## TASK ITEM
In full and without alteration, print the entries.

## TASK DATA
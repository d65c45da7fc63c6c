//! Writing tiles and their derivatives as image files.
//!
//! Every tile is written as `<prefix>_x_<left>_y_<top>.<ext>`. Optional
//! rotated and flipped copies are written next to it with the suffixes
//! described in [`crate::transform`]. The target directory is created when
//! missing; files already there are kept, and a file with the same name is
//! overwritten.

use std::path::{Path, PathBuf};

use image::DynamicImage;
use tracing::{debug, info};

use crate::codec::ImageCodec;
use crate::error::TilingError;
use crate::grid::{BoundGrid, TileRect};
use crate::identifier::TileIdentifier;
use crate::transform::{derivative_plan, Derivative};

/// Default directory for written tiles.
pub const DEFAULT_TARGET_DIR: &str = "tiles";

/// Default file extension (and therefore encoder) for written tiles.
pub const DEFAULT_EXTENSION: &str = "png";

/// Options for [`write_tiles`].
#[derive(Debug, Clone, PartialEq, Eq)]
pub struct WriteOptions {
    /// Directory receiving the tile files.
    pub target_dir: PathBuf,
    /// Also write copies rotated by 90, 180 and 270 degrees.
    pub rotate: bool,
    /// Also write vertically and horizontally flipped copies.
    pub flip: bool,
    /// File name prefix; `None` uses the source display name.
    pub prefix: Option<String>,
    /// File extension without the dot.
    pub extension: String,
}

impl Default for WriteOptions {
    fn default() -> Self {
        Self {
            target_dir: PathBuf::from(DEFAULT_TARGET_DIR),
            rotate: false,
            flip: false,
            prefix: None,
            extension: DEFAULT_EXTENSION.to_string(),
        }
    }
}

impl WriteOptions {
    pub fn new(target_dir: impl Into<PathBuf>) -> Self {
        Self {
            target_dir: target_dir.into(),
            ..Self::default()
        }
    }

    pub fn with_rotate(mut self, rotate: bool) -> Self {
        self.rotate = rotate;
        self
    }

    pub fn with_flip(mut self, flip: bool) -> Self {
        self.flip = flip;
        self
    }

    pub fn with_prefix(mut self, prefix: impl Into<String>) -> Self {
        self.prefix = Some(prefix.into());
        self
    }

    pub fn with_extension(mut self, extension: impl Into<String>) -> Self {
        self.extension = extension.into();
        self
    }
}

/// Counts and paths of written files.
#[derive(Debug, Clone, Default, PartialEq, Eq)]
pub struct WriteSummary {
    /// Base tiles written.
    pub tiles_written: usize,
    /// Rotated/flipped copies written.
    pub derivatives_written: usize,
    /// Every written path, in write order.
    pub files: Vec<PathBuf>,
}

impl WriteSummary {
    /// Total number of files written.
    pub fn total(&self) -> usize {
        self.tiles_written + self.derivatives_written
    }
}

/// Writes individual tiles with a fixed prefix and derivative plan.
///
/// Construct one with [`TileWriter::new`], then feed it `(rect, image)`
/// pairs from any traversal (all tiles, filtered tiles, ...).
pub struct TileWriter<'a> {
    codec: &'a dyn ImageCodec,
    target_dir: &'a Path,
    extension: &'a str,
    prefix: String,
    plan: Vec<Derivative>,
}

impl<'a> TileWriter<'a> {
    /// Create a writer, creating the target directory if needed.
    ///
    /// `default_prefix` is used when `options.prefix` is `None`.
    pub fn new(
        codec: &'a dyn ImageCodec,
        options: &'a WriteOptions,
        default_prefix: &str,
    ) -> Result<Self, TilingError> {
        codec.ensure_dir(&options.target_dir)?;
        let prefix = options
            .prefix
            .clone()
            .unwrap_or_else(|| default_prefix.to_string());
        Ok(Self {
            codec,
            target_dir: &options.target_dir,
            extension: &options.extension,
            prefix,
            plan: derivative_plan(options.rotate, options.flip),
        })
    }

    /// Prefix applied to every file name.
    pub fn prefix(&self) -> &str {
        &self.prefix
    }

    /// Write one tile and its derivatives, recording them in `summary`.
    pub fn write(
        &self,
        rect: &TileRect,
        image: &DynamicImage,
        summary: &mut WriteSummary,
    ) -> Result<(), TilingError> {
        let id = TileIdentifier::for_rect(self.prefix.as_str(), rect);

        let path = self.path_for(&id);
        self.codec.encode(image, &path)?;
        summary.files.push(path);
        summary.tiles_written += 1;

        for derivative in &self.plan {
            let path = self.path_for(&id.with_derivative(*derivative));
            self.codec.encode(&derivative.apply(image), &path)?;
            summary.files.push(path);
            summary.derivatives_written += 1;
        }

        debug!(tile = %id, derivatives = self.plan.len(), "Wrote tile");
        Ok(())
    }

    fn path_for(&self, id: &TileIdentifier) -> PathBuf {
        self.target_dir.join(id.file_name(self.extension))
    }
}

/// Write every tile of `grid` in row-major order.
///
/// # Errors
///
/// Returns `TilingError::Codec` if the directory cannot be created or a file
/// cannot be encoded. Files written before the failure are left in place.
pub fn write_tiles(
    grid: &BoundGrid,
    codec: &dyn ImageCodec,
    options: &WriteOptions,
) -> Result<WriteSummary, TilingError> {
    write_tiles_with_progress(grid, codec, options, |_| {})
}

/// Like [`write_tiles`], calling `on_tile` with the running tile count after
/// each base tile and its derivatives are written.
pub fn write_tiles_with_progress<F>(
    grid: &BoundGrid,
    codec: &dyn ImageCodec,
    options: &WriteOptions,
    mut on_tile: F,
) -> Result<WriteSummary, TilingError>
where
    F: FnMut(usize),
{
    let writer = TileWriter::new(codec, options, grid.source_name())?;
    let mut summary = WriteSummary::default();

    for (rect, image) in grid.tiles() {
        writer.write(&rect, &image, &mut summary)?;
        on_tile(summary.tiles_written);
    }

    info!(
        dir = %options.target_dir.display(),
        prefix = writer.prefix(),
        tiles = summary.tiles_written,
        derivatives = summary.derivatives_written,
        "Tiles written"
    );
    Ok(summary)
}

## EXERCISE OUTPUT
repository d65c45da7fc63c6c
//! Writing tiles and their derivatives as image files.
//!
//! Every tile is written as `<prefix>_x_<left>_y_<top>.<ext>`. Optional
//! rotated and flipped copies are written next to it with the suffixes
//! described in [`crate::transform`]. The target directory is created when
//! missing; files already there are kept, and a file with the same name is
//! overwritten.

use std::path::{Path, PathBuf};

use image::DynamicImage;
use tracing::{debug, info};

use crate::codec::ImageCodec;
use crate::error::TilingError;
use crate::grid::{BoundGrid, TileRect};
use crate::identifier::TileIdentifier;
use crate::transform::{derivative_plan, Derivative};

/// Default directory for written tiles.
pub const DEFAULT_TARGET_DIR: &str = "tiles";

/// Default file extension (and therefore encoder) for written tiles.
pub const DEFAULT_EXTENSION: &str = "png";

/// Options for [`write_tiles`].
#[derive(Debug, Clone, PartialEq, Eq)]
pub struct WriteOptions {
    /// Directory receiving the tile files.
    pub target_dir: PathBuf,
    /// Also write copies rotated by 90, 180 and 270 degrees.
    pub rotate: bool,
    /// Also write vertically and horizontally flipped copies.
    pub flip: bool,
    /// File name prefix; `None` uses the source display name.
    pub prefix: Option<String>,
    /// File extension without the dot.
    pub extension: String,
}

impl Default for WriteOptions {
    fn default() -> Self {
        Self {
            target_dir: PathBuf::from(DEFAULT_TARGET_DIR),
            rotate: false,
            flip: false,
            prefix: None,
            extension: DEFAULT_EXTENSION.to_string(),
        }
    }
}

impl WriteOptions {
    pub fn new(target_dir: impl Into<PathBuf>) -> Self {
        Self {
            target_dir: target_dir.into(),
            ..Self::default()
        }
    }

    pub fn with_rotate(mut self, rotate: bool) -> Self {
        self.rotate = rotate;
        self
    }

    pub fn with_flip(mut self, flip: bool) -> Self {
        self.flip = flip;
        self
    }

    pub fn with_prefix(mut self, prefix: impl Into<String>) -> Self {
        self.prefix = Some(prefix.into());
        self
    }

    pub fn with_extension(mut self, extension: impl Into<String>) -> Self {
        self.extension = extension.into();
        self
    }
}

/// Counts and paths of written files.
#[derive(Debug, Clone, Default, PartialEq, Eq)]
pub struct WriteSummary {
    /// Base tiles written.
    pub tiles_written: usize,
    /// Rotated/flipped copies written.
    pub derivatives_written: usize,
    /// Every written path, in write order.
    pub files: Vec<PathBuf>,
}

impl WriteSummary {
    /// Total number of files written.
    pub fn total(&self) -> usize {
        self.tiles_written + self.derivatives_written
    }
}

/// Writes individual tiles with a fixed prefix and derivative plan.
///
/// Construct one with [`TileWriter::new`], then feed it `(rect, image)`
/// pairs from any traversal (all tiles, filtered tiles, ...).
pub struct TileWriter<'a> {
    codec: &'a dyn ImageCodec,
    target_dir: &'a Path,
    extension: &'a str,
    prefix: String,
    plan: Vec<Derivative>,
}

impl<'a> TileWriter<'a> {
    /// Create a writer, creating the target directory if needed.
    ///
    /// `default_prefix` is used when `options.prefix` is `None`.
    pub fn new(
        codec: &'a dyn ImageCodec,
        options: &'a WriteOptions,
        default_prefix: &str,
    ) -> Result<Self, TilingError> {
        codec.ensure_dir(&options.target_dir)?;
        let prefix = options
            .prefix
            .clone()
            .unwrap_or_else(|| default_prefix.to_string());
        Ok(Self {
            codec,
            target_dir: &options.target_dir,
            extension: &options.extension,
            prefix,
            plan: derivative_plan(options.rotate, options.flip),
        })
    }

    /// Prefix applied to every file name.
    pub fn prefix(&self) -> &str {
        &self.prefix
    }

    /// Write one tile and its derivatives, recording them in `summary`.
    pub fn write(
        &self,
        rect: &TileRect,
        image: &DynamicImage,
        summary: &mut WriteSummary,
    ) -> Result<(), TilingError> {
        let id = TileIdentifier::for_rect(self.prefix.as_str(), rect);

        let path = self.path_for(&id);
        self.codec.encode(image, &path)?;
        summary.files.push(path);
        summary.tiles_written += 1;

        for derivative in &self.plan {
            let path = self.path_for(&id.with_derivative(*derivative));
            self.codec.encode(&derivative.apply(image), &path)?;
            summary.files.push(path);
            summary.derivatives_written += 1;
        }

        debug!(tile = %id, derivatives = self.plan.len(), "Wrote tile");
        Ok(())
    }

    fn path_for(&self, id: &TileIdentifier) -> PathBuf {
        self.target_dir.join(id.file_name(self.extension))
    }
}

/// Write every tile of `grid` in row-major order.
///
/// # Errors
///
/// Returns `TilingError::Codec` if the directory cannot be created or a file
/// cannot be encoded. Files written before the failure are left in place.
pub fn write_tiles(
    grid: &BoundGrid,
    codec: &dyn ImageCodec,
    options: &WriteOptions,
) -> Result<WriteSummary, TilingError> {
    write_tiles_with_progress(grid, codec, options, |_| {})
}

/// Like [`write_tiles`], calling `on_tile` with the running tile count after
/// each base tile and its derivatives are written.
pub fn write_tiles_with_progress<F>(
    grid: &BoundGrid,
    codec: &dyn ImageCodec,
    options: &WriteOptions,
    mut on_tile: F,
) -> Result<WriteSummary, TilingError>
where
    F: FnMut(usize),
{
    let writer = TileWriter::new(codec, options, grid.source_name())?;
    let mut summary = WriteSummary::default();

    for (rect, image) in grid.tiles() {
        writer.write(&rect, &image, &mut summary)?;
        on_tile(summary.tiles_written);
    }

    info!(
        dir = %options.target_dir.display(),
        prefix = writer.prefix(),
        tiles = summary.tiles_written,
        derivatives = summary.derivatives_written,
        "Tiles written"
    );
    Ok(summary)
}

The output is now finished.